A local real estate agent who spends her days selling homes and managing rentals, Gina Pelaia “moonlights” by helping her neighbors. The Homer agent keeps several different perspectives in mind when helping young couples struggling to buy in today’s tough lending environment, or helping someone decide upon a place to rent.
Pelaia maintains her perspective for community with her involvement in everything from fundraising for victims of house fires, to women without shelter. She also lobbies in Juneau on the Alaska Board of Realtors.
Fellow realtors honored her work by naming her the 2008 Kachemak Bay Realtor of the Year.
“Gina handles a wide range of realtor duties from property management to sales,” said Homer Realtor Chris Story. “She deals with buyers, sellers and renters. She’s one of the most exemplary realtors, as well as one of the most versatile.”
Story said Pelaia can go from dealing with the sale of a $640,000 condo to helping a person get through a personal crisis, ” Story said.
Pelaia’s spotlight as Realtor of the Year came just before the new year, yet the work that landed her the honor lasts all year long.
At Bay Realty, Pelaia oversees the needs of 137 renters, dozens of property owners and shows more than 40 Homer homes per year.
Pelaia moved to Homer in 2004 from Tyler, Texas where she sold manufactured homes and properties for about 10 years. After visiting Homer several years to see her mother and brother, who live here, Pelaia found Homer beautiful at each visit.
“I sold my home and moved here so that I would have my mother’s support,” she said. Her son, Noah, now 6 years old, was a newborn. With help from her mother, Pelaia was able to spend a year at home with her children before hiring on at Bay Realty to handle leasing and sales.
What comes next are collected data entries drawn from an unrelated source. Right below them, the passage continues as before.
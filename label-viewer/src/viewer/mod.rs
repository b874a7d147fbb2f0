//! Viewer synchronization core.
//!
//! A [`Viewer`] owns one surface, its renderer and its camera. It re-reads the
//! store on every change notification, reconciles camera, layer and
//! visibility, and redraws. Pointer and key input is normalized to NDC and
//! routed to the label delegate.
//!
//! ```text
//! device event ─> canvas-local ─> NDC ─┬─> pick ray ─> nearest label hit
//!                                      └─> LabelHandler ─> consumed? ─> redraw
//! store change ─> phase ─> layer ─> camera reconcile ─> publish ─> redraw
//! ```

mod handle;
/// Layer rank of a viewer among the configured viewers.
pub mod layers;
/// Drawing surface and renderer seams, plus the canvas sizing policy.
pub mod surface;
mod sync;
#[cfg(target_arch = "wasm32")]
pub mod web;

pub use handle::Viewer;
pub use sync::EventOutcome;
use std::rc::Rc;

use bevy::prelude::*;
use bevy::render::view::RenderLayers;

use super::layers::assign_layer;
use super::surface::{RenderSurface, SceneRenderer, SizePolicy, apply_size_policy, size_policy};
use crate::engine::camera::provider::CameraProvider;
use crate::engine::camera::viewer_camera::{CameraKind, ViewerCamera};
use crate::engine::core::app_state::{PhaseInputs, ViewerPhase, transition};
use crate::engine::core::context::AppContext;
use crate::engine::raycast::{LabelHit, RaycastParams, cast_from_camera};
use crate::engine::scene::drawable::{Layered, Posed};
use crate::input::coords::device_to_ndc;
use crate::input::keyboard::{KeyEvent, KeyState};
use crate::state::snapshot::{AppSnapshot, LabelId, ViewerId};
use crate::tools::label_handler::LabelHandler;

/// Result of routing one pointer event.
#[derive(Debug, Clone, Copy, Default, PartialEq, Eq)]
pub struct EventOutcome {
    /// The delegate consumed the event; the host should stop propagation.
    pub consumed: bool,
}

impl EventOutcome {
    pub const IGNORED: Self = Self { consumed: false };
}

/// State of one mounted viewer. Everything here is owned by the viewer;
/// the camera is lent to the delegate and, while active, copied to the registry.
pub(crate) struct ViewerCore {
    id: ViewerId,
    ctx: Rc<AppContext>,
    handler: Box<dyn LabelHandler>,
    camera: CameraProvider,
    phase: ViewerPhase,
    surface: Option<Box<dyn RenderSurface>>,
    renderer: Option<Box<dyn SceneRenderer>>,
    keys: KeyState,
    layer: Option<usize>,
    applied_scale: f32,
}

impl ViewerCore {
    pub(crate) fn new(ctx: Rc<AppContext>, id: ViewerId, handler: Box<dyn LabelHandler>) -> Self {
        let camera = CameraProvider::new(&ctx.settings);
        let applied_scale = ctx.settings.min_scale;
        Self {
            id,
            ctx,
            handler,
            camera,
            phase: ViewerPhase::default(),
            surface: None,
            renderer: None,
            keys: KeyState::default(),
            layer: None,
            applied_scale,
        }
    }

    pub(crate) fn id(&self) -> ViewerId {
        self.id
    }

    pub(crate) fn phase(&self) -> ViewerPhase {
        self.phase
    }

    pub(crate) fn camera(&self) -> &ViewerCamera {
        self.camera.camera()
    }

    pub(crate) fn camera_kind(&self) -> CameraKind {
        self.camera.kind()
    }

    pub(crate) fn layer(&self) -> Option<usize> {
        self.layer
    }

    pub(crate) fn keys(&self) -> &KeyState {
        &self.keys
    }

    pub(crate) fn attach_surface(&mut self, mut surface: Box<dyn RenderSurface>) {
        info!("viewer {}: surface attached", self.id);
        apply_size_policy(surface.as_mut(), SizePolicy::FitContainer);
        self.applied_scale = self.ctx.settings.min_scale;
        self.surface = Some(surface);
        self.renderer = None;
        self.sync();
    }

    pub(crate) fn detach_surface(&mut self) {
        if self.surface.take().is_some() {
            info!("viewer {}: surface detached", self.id);
        }
        self.renderer = None;
        let snapshot = self.ctx.store.snapshot();
        self.refresh_phase(&snapshot);
    }

    /// Release the surface and renderer and withdraw the published camera.
    pub(crate) fn release(&mut self) {
        self.surface = None;
        self.renderer = None;
        self.phase = ViewerPhase::Uninitialized;
        match self.ctx.scene.try_borrow_mut() {
            Ok(mut scene) => scene.clear_active_camera(self.id),
            Err(_) => warn!("viewer {}: scene busy, active camera left published", self.id),
        }
    }

    /// Full reconciliation against the latest snapshot, then redraw.
    pub(crate) fn sync(&mut self) {
        let snapshot = self.ctx.store.snapshot();
        self.refresh_phase(&snapshot);
        self.assign_layers(&snapshot);
        if let Some(config) = snapshot.viewer(self.id) {
            self.camera.reconcile(config, &snapshot, &self.ctx.settings);
        }
        self.redraw(&snapshot);
    }

    /// Scene changed under us: re-check the frame, tag new drawables with
    /// this viewer's layer and redraw.
    pub(crate) fn on_scene_update(&mut self) {
        let snapshot = self.ctx.store.snapshot();
        self.refresh_phase(&snapshot);
        self.assign_layers(&snapshot);
        self.redraw(&snapshot);
    }

    fn ensure_renderer(&mut self) {
        if self.renderer.is_some() {
            return;
        }
        let Some(surface) = self.surface.as_mut() else {
            return;
        };
        match surface.create_renderer() {
            Ok(renderer) => {
                info!("viewer {}: renderer created", self.id);
                self.renderer = Some(renderer);
            }
            Err(err) => warn!("viewer {}: {}", self.id, err),
        }
    }

    fn refresh_phase(&mut self, snapshot: &AppSnapshot) {
        self.ensure_renderer();
        let frame_loaded = snapshot
            .viewer(self.id)
            .is_some_and(|config| snapshot.is_frame_loaded(config.sensor()));
        let inputs = PhaseInputs {
            surface_attached: self.surface.is_some(),
            renderer_ready: self.renderer.is_some(),
            frame_loaded,
        };
        transition(&mut self.phase, inputs, self.id);
    }

    fn assign_layers(&mut self, snapshot: &AppSnapshot) {
        let layer = assign_layer(self.id, snapshot.viewer_ids());
        if layer != self.layer {
            debug!("viewer {}: layer {:?} -> {:?}", self.id, self.layer, layer);
        }
        self.layer = layer;

        let Some(layer) = layer else {
            self.camera.camera_mut().set_layers(RenderLayers::none());
            return;
        };
        self.camera.camera_mut().set_layers(RenderLayers::layer(layer));

        let Some(sensor) = snapshot.viewer(self.id).map(|config| config.sensor()) else {
            return;
        };
        // Drawables with no label record yet stay visible everywhere.
        let visible = |label: LabelId| snapshot.labels.get(&label).is_none_or(|record| record.visible_from(sensor));
        match self.ctx.scene.try_borrow_mut() {
            Ok(mut scene) => scene.set_layer_visibility(layer, visible),
            Err(_) => warn!("viewer {}: scene busy, layer visibility unchanged", self.id),
        }
    }

    /// Hand the camera to the delegate and, while active, to the registry.
    fn publish_camera(&mut self, snapshot: &AppSnapshot) {
        self.handler.set_camera(self.camera.camera());

        let Ok(mut scene) = self.ctx.scene.try_borrow_mut() else {
            warn!("viewer {}: scene busy, active camera not published", self.id);
            return;
        };
        if snapshot.session.active_viewer == Some(self.id) {
            scene.set_active_camera(self.id, self.camera.camera());
        } else {
            scene.clear_active_camera(self.id);
        }
    }

    /// Size the canvas and match the camera aspect to it.
    fn fit_surface(&mut self, snapshot: &AppSnapshot) {
        if !self.phase.renders_scene() {
            return;
        }
        let (Some(surface), Some(renderer)) = (self.surface.as_mut(), self.renderer.as_mut()) else {
            return;
        };

        let view_scale = snapshot.viewer(self.id).and_then(|config| config.view_scale());
        let settings = &self.ctx.settings;
        let policy = size_policy(view_scale, self.applied_scale, settings);
        let size = apply_size_policy(surface.as_mut(), policy);
        self.applied_scale = match (policy, view_scale) {
            (SizePolicy::FitContainer, _) | (_, None) => settings.min_scale,
            (_, Some(scale)) => scale,
        };
        renderer.set_size(size);

        let camera = self.camera.camera_mut();
        if size.x > 0 && size.y > 0 {
            camera.set_aspect(size.x as f32 / size.y as f32);
        }
        camera.update_world_transform();
    }

    /// Camera changes land before publishing, so the delegate and the
    /// registry see the camera that renders and picks.
    fn redraw(&mut self, snapshot: &AppSnapshot) {
        self.fit_surface(snapshot);
        self.publish_camera(snapshot);
        self.draw();
    }

    fn draw(&mut self) {
        let Some(renderer) = self.renderer.as_mut() else {
            return;
        };
        if !self.phase.renders_scene() {
            renderer.clear();
            return;
        }
        let target = match self.ctx.scene.try_borrow() {
            Ok(scene) => scene.render_target(),
            Err(_) => {
                warn!("viewer {}: scene busy, frame skipped", self.id);
                return;
            }
        };
        renderer.render(&target, self.camera.camera());
    }

    fn pointer_ndc(&self, device: Vec2) -> Option<Vec2> {
        let surface = self.surface.as_ref()?;
        match device_to_ndc(device, &surface.bounds()) {
            Ok(ndc) => Some(ndc),
            Err(err) => {
                warn!("viewer {}: {}", self.id, err);
                None
            }
        }
    }

    fn hit_test(&mut self, ndc: Vec2) -> Option<LabelHit> {
        if !self.phase.renders_scene() {
            return None;
        }
        let objects = self.ctx.scene.try_borrow().ok()?.hit_testable_objects();
        let params = RaycastParams::from_settings(&self.ctx.settings);
        cast_from_camera(self.camera.camera_mut(), ndc, &objects, &params)
    }

    fn finish_pointer(&mut self, consumed: bool) -> EventOutcome {
        if consumed {
            let snapshot = self.ctx.store.snapshot();
            self.redraw(&snapshot);
        }
        EventOutcome { consumed }
    }

    pub(crate) fn mouse_down(&mut self, device: Vec2) -> EventOutcome {
        if self.ctx.is_frozen() {
            return EventOutcome::IGNORED;
        }
        let Some(ndc) = self.pointer_ndc(device) else {
            return EventOutcome::IGNORED;
        };
        let consumed = self.handler.on_mouse_down(ndc);
        self.finish_pointer(consumed)
    }

    pub(crate) fn mouse_up(&mut self) -> EventOutcome {
        if self.ctx.is_frozen() || self.surface.is_none() {
            return EventOutcome::IGNORED;
        }
        let consumed = self.handler.on_mouse_up();
        self.finish_pointer(consumed)
    }

    pub(crate) fn mouse_move(&mut self, device: Vec2) -> EventOutcome {
        if self.ctx.is_frozen() {
            return EventOutcome::IGNORED;
        }
        let Some(ndc) = self.pointer_ndc(device) else {
            return EventOutcome::IGNORED;
        };
        let hit = self.hit_test(ndc);
        let consumed = self.handler.on_mouse_move(ndc, hit.as_ref());
        self.finish_pointer(consumed)
    }

    pub(crate) fn double_click(&mut self) -> EventOutcome {
        if self.ctx.is_frozen() || self.surface.is_none() {
            return EventOutcome::IGNORED;
        }
        let consumed = self.handler.on_double_click();
        self.finish_pointer(consumed)
    }

    fn accepts_keys(&self) -> bool {
        !self.ctx.is_frozen() && self.ctx.active_viewer() == Some(self.id)
    }

    /// Returns whether the delegate changed the scene.
    pub(crate) fn key_down(&mut self, event: &KeyEvent) -> bool {
        if !self.accepts_keys() {
            return false;
        }
        self.keys.press(&event.key);
        self.handler.on_key_down(event)
    }

    /// Key-up always clears the key, even when the event is otherwise ignored.
    pub(crate) fn key_up(&mut self, event: &KeyEvent) -> bool {
        self.keys.release(&event.key);
        if !self.accepts_keys() {
            return false;
        }
        self.handler.on_key_up(event)
    }
}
A year later, Pelaia moved to her current position. She plays a unique dual role that calls for keeping property owners and renters happy, as well as representing buyers and sellers.
And while it sounds like a lot of juggling, Pelaia said it’s rewarding work.
“Sales is sales no matter where you live,” she said. “It’s a good feeling when you place a tenant in an apartment or when you sell a home. Making an American dream come true for people is always a good feeling.”
Homer’s pool of real estate agents shrunk from 54 last year to around 40 this year. With a lot of homes listed for sale, there’s bound to be insecurity among buyers. Above it all, Pelaia predicts this should prove a stable year.
“We’re going to be just fine,” she said. “Things are selling. It’s a great time to buy with the $8,000 tax credit for buying before Dec. 1, and the weatherization program to help homeowners … interest rates are low.”
On the property management side, Bay Realty sees a short 2-percent vacancy rate running in Homer, meaning the rentals are kept generally full.
“There’s always room for investment in the Homer rental market,” Pelaia said. Particularly, she indicated that Homer could use more apartment construction in the affordable range for people to lease month-to-month as they “rent now and buy later.”
The past two winters, Pelaia lobbied in Juneau and met with legislators to advocate for well-funded weatherization programs in this time of energy uncertainty. They succeeded in passing a law that goes into effect in 2010, and allows realtors to pool costs for “errors and omission” insurance.
“We have a lot of respect in Juneau because we’re a really well-organized group,” Pelaia said.
According to Story, this is the first time in some 10-15 years that Homer has had an elected representative on the statewide board. That can give a boost to local issues.
That Pelaia was elected two years in a row shows she has a great ability to network and influence others, Story added.
In Homer, Pelaia acts as chairman of the Kachemak Board’s annual Christmas auction fundraiser. The group raised $10,000 last year, and distributed it to Hospice, the Homer Food Pantry, Haven House, three $1,000 scholarships and a fund for victims of house fires.
Perhaps Pelaia’s secret to being able to relate to so many segments of the local housing population is how she views people.
“I treat everyone the same whether it’s someone who needs to rent an apartment for $600 or it’s someone looking to buy a house for $600,000,” she said. “I enjoy it. When you help someone else, you’re really helping yourself because it makes you feel good.”
Pelaia said being chosen as “Realtor of the Year” feels like a great honor because she was selected by her peers. A group of five previous winners of the award meet to select each year’s nomination in a “super secret process,” Story said.
In Texas, Pelaia also rose to the top, placing third in a top 10 listing of realtors. For that, she won a cruise to Bermuda.